[Collected data entries]

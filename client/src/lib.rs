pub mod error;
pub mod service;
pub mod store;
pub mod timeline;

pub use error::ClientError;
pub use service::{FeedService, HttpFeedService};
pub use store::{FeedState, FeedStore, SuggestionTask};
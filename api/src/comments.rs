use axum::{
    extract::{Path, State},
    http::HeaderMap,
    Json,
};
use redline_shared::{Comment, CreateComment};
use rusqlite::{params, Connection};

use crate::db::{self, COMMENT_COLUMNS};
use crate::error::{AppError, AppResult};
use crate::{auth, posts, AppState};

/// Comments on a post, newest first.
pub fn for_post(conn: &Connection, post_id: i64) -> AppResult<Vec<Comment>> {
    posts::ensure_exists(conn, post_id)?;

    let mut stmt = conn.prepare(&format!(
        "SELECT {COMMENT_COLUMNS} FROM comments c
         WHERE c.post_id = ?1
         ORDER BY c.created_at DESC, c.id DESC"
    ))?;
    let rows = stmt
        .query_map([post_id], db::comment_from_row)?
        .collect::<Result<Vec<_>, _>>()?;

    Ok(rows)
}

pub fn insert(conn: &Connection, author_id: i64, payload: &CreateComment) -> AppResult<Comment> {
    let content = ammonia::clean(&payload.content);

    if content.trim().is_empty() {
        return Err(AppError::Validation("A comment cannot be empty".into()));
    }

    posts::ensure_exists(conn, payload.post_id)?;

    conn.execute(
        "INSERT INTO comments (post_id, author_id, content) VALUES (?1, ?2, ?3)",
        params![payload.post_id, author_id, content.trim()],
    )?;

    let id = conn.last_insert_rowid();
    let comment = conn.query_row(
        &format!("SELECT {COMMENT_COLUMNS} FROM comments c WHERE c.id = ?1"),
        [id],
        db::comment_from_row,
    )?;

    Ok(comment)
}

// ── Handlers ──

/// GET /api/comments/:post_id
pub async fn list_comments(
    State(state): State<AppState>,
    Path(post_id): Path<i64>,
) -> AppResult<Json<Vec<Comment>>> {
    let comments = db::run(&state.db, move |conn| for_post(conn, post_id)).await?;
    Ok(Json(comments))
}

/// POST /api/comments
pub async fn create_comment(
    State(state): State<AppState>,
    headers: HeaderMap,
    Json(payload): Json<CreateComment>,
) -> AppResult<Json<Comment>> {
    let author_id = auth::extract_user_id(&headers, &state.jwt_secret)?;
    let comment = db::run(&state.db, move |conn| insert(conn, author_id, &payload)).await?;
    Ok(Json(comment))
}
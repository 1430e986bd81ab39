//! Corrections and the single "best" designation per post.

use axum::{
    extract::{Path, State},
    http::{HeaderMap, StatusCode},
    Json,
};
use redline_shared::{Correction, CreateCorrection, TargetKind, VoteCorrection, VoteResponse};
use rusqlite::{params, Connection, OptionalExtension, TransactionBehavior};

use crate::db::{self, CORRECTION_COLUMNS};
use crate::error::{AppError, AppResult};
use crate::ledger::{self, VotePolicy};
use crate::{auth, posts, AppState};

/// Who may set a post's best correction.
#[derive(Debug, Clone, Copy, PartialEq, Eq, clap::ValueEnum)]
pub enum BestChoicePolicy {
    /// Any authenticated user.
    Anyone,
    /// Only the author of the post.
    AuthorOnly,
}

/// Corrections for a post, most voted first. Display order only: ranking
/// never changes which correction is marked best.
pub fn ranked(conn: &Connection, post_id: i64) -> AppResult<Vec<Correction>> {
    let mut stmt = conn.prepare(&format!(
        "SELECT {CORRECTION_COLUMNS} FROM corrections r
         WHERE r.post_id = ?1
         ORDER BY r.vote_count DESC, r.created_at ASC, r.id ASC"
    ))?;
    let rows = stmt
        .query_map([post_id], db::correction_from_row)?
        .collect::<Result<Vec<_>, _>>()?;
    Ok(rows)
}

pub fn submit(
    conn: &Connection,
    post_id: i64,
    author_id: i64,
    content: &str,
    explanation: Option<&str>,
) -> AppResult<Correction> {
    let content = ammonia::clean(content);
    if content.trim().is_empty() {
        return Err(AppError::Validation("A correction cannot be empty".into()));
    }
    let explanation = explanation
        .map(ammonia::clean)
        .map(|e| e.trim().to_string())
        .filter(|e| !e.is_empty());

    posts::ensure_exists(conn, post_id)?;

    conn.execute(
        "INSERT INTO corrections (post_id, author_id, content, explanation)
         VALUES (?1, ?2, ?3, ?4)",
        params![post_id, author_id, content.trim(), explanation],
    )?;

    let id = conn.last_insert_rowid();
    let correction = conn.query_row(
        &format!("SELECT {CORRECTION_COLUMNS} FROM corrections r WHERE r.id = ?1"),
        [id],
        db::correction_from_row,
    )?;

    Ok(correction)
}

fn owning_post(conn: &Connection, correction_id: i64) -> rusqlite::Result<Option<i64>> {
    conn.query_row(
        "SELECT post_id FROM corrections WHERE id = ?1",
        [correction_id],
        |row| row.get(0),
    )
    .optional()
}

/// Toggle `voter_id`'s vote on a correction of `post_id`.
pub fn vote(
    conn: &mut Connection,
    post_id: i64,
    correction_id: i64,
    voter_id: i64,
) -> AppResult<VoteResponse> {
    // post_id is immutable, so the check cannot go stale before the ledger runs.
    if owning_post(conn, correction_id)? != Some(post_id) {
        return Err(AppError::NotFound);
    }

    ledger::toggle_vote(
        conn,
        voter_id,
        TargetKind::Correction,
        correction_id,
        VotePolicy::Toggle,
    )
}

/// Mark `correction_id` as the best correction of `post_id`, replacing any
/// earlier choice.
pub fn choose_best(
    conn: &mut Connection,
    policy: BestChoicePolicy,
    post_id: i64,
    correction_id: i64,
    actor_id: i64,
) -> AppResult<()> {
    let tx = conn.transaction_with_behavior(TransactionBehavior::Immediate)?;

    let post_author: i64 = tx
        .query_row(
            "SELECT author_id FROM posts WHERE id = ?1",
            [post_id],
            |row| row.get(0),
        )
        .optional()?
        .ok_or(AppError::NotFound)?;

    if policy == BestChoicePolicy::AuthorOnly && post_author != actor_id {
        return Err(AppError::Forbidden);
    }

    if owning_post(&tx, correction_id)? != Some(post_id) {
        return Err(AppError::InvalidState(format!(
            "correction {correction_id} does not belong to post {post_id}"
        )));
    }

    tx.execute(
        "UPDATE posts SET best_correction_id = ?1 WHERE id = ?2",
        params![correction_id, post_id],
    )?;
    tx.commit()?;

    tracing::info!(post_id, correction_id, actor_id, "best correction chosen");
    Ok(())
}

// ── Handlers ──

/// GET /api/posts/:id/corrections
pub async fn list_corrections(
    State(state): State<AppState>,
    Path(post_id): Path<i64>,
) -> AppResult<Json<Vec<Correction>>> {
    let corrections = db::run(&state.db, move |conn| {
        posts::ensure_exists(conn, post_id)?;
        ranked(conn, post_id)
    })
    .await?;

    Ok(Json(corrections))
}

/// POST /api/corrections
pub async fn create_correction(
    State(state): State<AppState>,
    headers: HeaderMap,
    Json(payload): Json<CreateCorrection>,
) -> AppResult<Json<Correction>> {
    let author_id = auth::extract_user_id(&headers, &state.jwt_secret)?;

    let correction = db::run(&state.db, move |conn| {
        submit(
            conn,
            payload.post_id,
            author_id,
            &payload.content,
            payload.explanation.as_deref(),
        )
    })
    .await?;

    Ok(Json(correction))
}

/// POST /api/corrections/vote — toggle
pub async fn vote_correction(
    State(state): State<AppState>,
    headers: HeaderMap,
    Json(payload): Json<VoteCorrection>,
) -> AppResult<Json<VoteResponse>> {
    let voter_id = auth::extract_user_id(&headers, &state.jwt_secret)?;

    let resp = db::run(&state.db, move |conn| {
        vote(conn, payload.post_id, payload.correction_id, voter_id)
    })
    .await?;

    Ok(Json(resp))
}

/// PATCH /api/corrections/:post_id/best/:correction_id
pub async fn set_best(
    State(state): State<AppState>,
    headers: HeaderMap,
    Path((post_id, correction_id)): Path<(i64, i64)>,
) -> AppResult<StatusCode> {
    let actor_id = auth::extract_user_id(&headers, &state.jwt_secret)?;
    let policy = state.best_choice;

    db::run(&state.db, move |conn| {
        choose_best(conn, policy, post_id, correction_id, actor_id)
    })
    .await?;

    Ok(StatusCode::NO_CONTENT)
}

> What is being asked
Look through the entries above; copy every line holding the string "StatusCode".

> Answer area
    http::{HeaderMap, StatusCode},
) -> AppResult<StatusCode> {
    Ok(StatusCode::NO_CONTENT)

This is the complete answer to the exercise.